2020-03-11 Thread Fabian Grünbichler
On March 11, 2020 2:26 pm, Fabian Grünbichler wrote:
> On March 11, 2020 11:44 am, Mira Limbeck wrote:
>> The NBD socket on the client side is kept open until the VM stops. In
>> the case of TCP this was not a problem, because we did not rely on it
>> closing.

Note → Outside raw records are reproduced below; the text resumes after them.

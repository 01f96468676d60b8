//! Static description of a monitoring query.

/// How a column is decoded from the database.
#[derive(Debug, Clone, Copy, PartialEq, Eq)]
pub enum ColumnKind {
    /// Nullable `float8`.
    Number,
    /// Nullable `text`.
    Text,
}

#[derive(Debug, Clone, Copy, PartialEq, Eq)]
pub struct ColumnSpec {
    pub name: &'static str,
    pub kind: ColumnKind,
}

impl ColumnSpec {
    pub const fn number(name: &'static str) -> Self {
        Self {
            name,
            kind: ColumnKind::Number,
        }
    }

    pub const fn text(name: &'static str) -> Self {
        Self {
            name,
            kind: ColumnKind::Text,
        }
    }
}

/// A named, parameterless SQL statement and the columns it returns.
#[derive(Debug, Clone, Copy, PartialEq, Eq)]
pub struct QuerySpec {
    pub name: &'static str,
    pub sql: &'static str,
    pub columns: &'static [ColumnSpec],
    /// Upper bound on rows the statement can return, if any.
    pub max_rows: Option<usize>,
}

impl QuerySpec {
    pub fn column(&self, name: &str) -> Option<&ColumnSpec> {
        self.columns.iter().find(|c| c.name == name)
    }
}

/// Connectivity probe used by the readiness endpoint.
pub const PING: QuerySpec = QuerySpec {
    name: "ping",
    sql: "SELECT 1::float8 AS ok",
    columns: &[ColumnSpec::number("ok")],
    max_rows: Some(1),
};
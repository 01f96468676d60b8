use std::fmt;

#[derive(Debug, Clone)]
pub enum ExporterError {
    DatabaseConfig(String),
    DatabaseConnection(String),
    QueryFailed(String),
    RetriesExhausted(String),
    Config(String),
    Exposition(String),
    Io(String),
}

impl ExporterError {
    /// 获取错误代码
    pub fn code(&self) -> &'static str {
        match self {
            ExporterError::DatabaseConfig(_) => "E001",
            ExporterError::DatabaseConnection(_) => "E002",
            ExporterError::QueryFailed(_) => "E003",
            ExporterError::RetriesExhausted(_) => "E004",
            ExporterError::Config(_) => "E005",
            ExporterError::Exposition(_) => "E006",
            ExporterError::Io(_) => "E007",
        }
    }

    /// 获取错误类型名称
    pub fn error_type(&self) -> &'static str {
        match self {
            ExporterError::DatabaseConfig(_) => "Database Configuration Error",
            ExporterError::DatabaseConnection(_) => "Database Connection Error",
            ExporterError::QueryFailed(_) => "Query Failed",
            ExporterError::RetriesExhausted(_) => "Retries Exhausted",
            ExporterError::Config(_) => "Configuration Error",
            ExporterError::Exposition(_) => "Exposition Error",
            ExporterError::Io(_) => "I/O Error",
        }
    }

    /// 获取错误详情
    pub fn message(&self) -> &str {
        match self {
            ExporterError::DatabaseConfig(msg)
            | ExporterError::DatabaseConnection(msg)
            | ExporterError::QueryFailed(msg)
            | ExporterError::RetriesExhausted(msg)
            | ExporterError::Config(msg)
            | ExporterError::Exposition(msg)
            | ExporterError::Io(msg) => msg,
        }
    }

    /// 格式化为彩色输出（用于启动失败）
    pub fn format_colored(&self) -> String {
        use colored::Colorize;
        format!(
            "{} {} {}\n  {}",
            "[ERROR]".red().bold(),
            self.code().yellow(),
            self.error_type().red(),
            self.message().white()
        )
    }

    /// 格式化为简洁输出
    pub fn format_simple(&self) -> String {
        format!("{}: {}", self.error_type(), self.message())
    }
}

impl fmt::Display for ExporterError {
    fn fmt(&self, f: &mut fmt::Formatter<'_>) -> fmt::Result {
        write!(f, "{}", self.format_simple())
    }
}

impl std::error::Error for ExporterError {}

// 便捷的构造函数
impl ExporterError {
    pub fn database_config<T: Into<String>>(msg: T) -> Self {
        ExporterError::DatabaseConfig(msg.into())
    }

    pub fn database_connection<T: Into<String>>(msg: T) -> Self {
        ExporterError::DatabaseConnection(msg.into())
    }

    pub fn query_failed<T: Into<String>>(msg: T) -> Self {
        ExporterError::QueryFailed(msg.into())
    }

    pub fn retries_exhausted<T: Into<String>>(msg: T) -> Self {
        ExporterError::RetriesExhausted(msg.into())
    }

    pub fn config<T: Into<String>>(msg: T) -> Self {
        ExporterError::Config(msg.into())
    }

    pub fn exposition<T: Into<String>>(msg: T) -> Self {
        ExporterError::Exposition(msg.into())
    }

    pub fn io<T: Into<String>>(msg: T) -> Self {
        ExporterError::Io(msg.into())
    }
}

// 为常见的错误类型实现 From trait
impl From<sea_orm::sqlx::Error> for ExporterError {
    fn from(err: sea_orm::sqlx::Error) -> Self {
        use sea_orm::sqlx::Error;
        match err {
            Error::Configuration(e) => ExporterError::DatabaseConfig(e.to_string()),
            Error::Io(_) | Error::Tls(_) | Error::PoolTimedOut | Error::PoolClosed => {
                ExporterError::DatabaseConnection(err.to_string())
            }
            other => ExporterError::QueryFailed(other.to_string()),
        }
    }
}

impl From<std::io::Error> for ExporterError {
    fn from(err: std::io::Error) -> Self {
        ExporterError::Io(err.to_string())
    }
}

impl From<config::ConfigError> for ExporterError {
    fn from(err: config::ConfigError) -> Self {
        ExporterError::Config(err.to_string())
    }
}

impl From<prometheus::Error> for ExporterError {
    fn from(err: prometheus::Error) -> Self {
        ExporterError::Exposition(err.to_string())
    }
}

pub type Result<T> = std::result::Result<T, ExporterError>;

But with unix socket forwarding via SSH the SSH connection
>> can't close if the socket is still open.
>> 
>> If it does not close by itself, it will be terminated after 30 seconds.
> 
> in which combinations did you test this? it prints pretty ugly warnings 
> here for a VM with a single, local disk:

okay, so this seems to be caused by some changes related to 4.2, which 
only get exposed easier with this patch set. anyway, the following PoC 
seems to get rid of them, and actually seems like a good idea in general 
(we want to cancel the ready block jobs and not switch over to the 
target/NBD disks!), but there might be some more error handling required 
to get it right in all cases (and a better name for the parameter ;)).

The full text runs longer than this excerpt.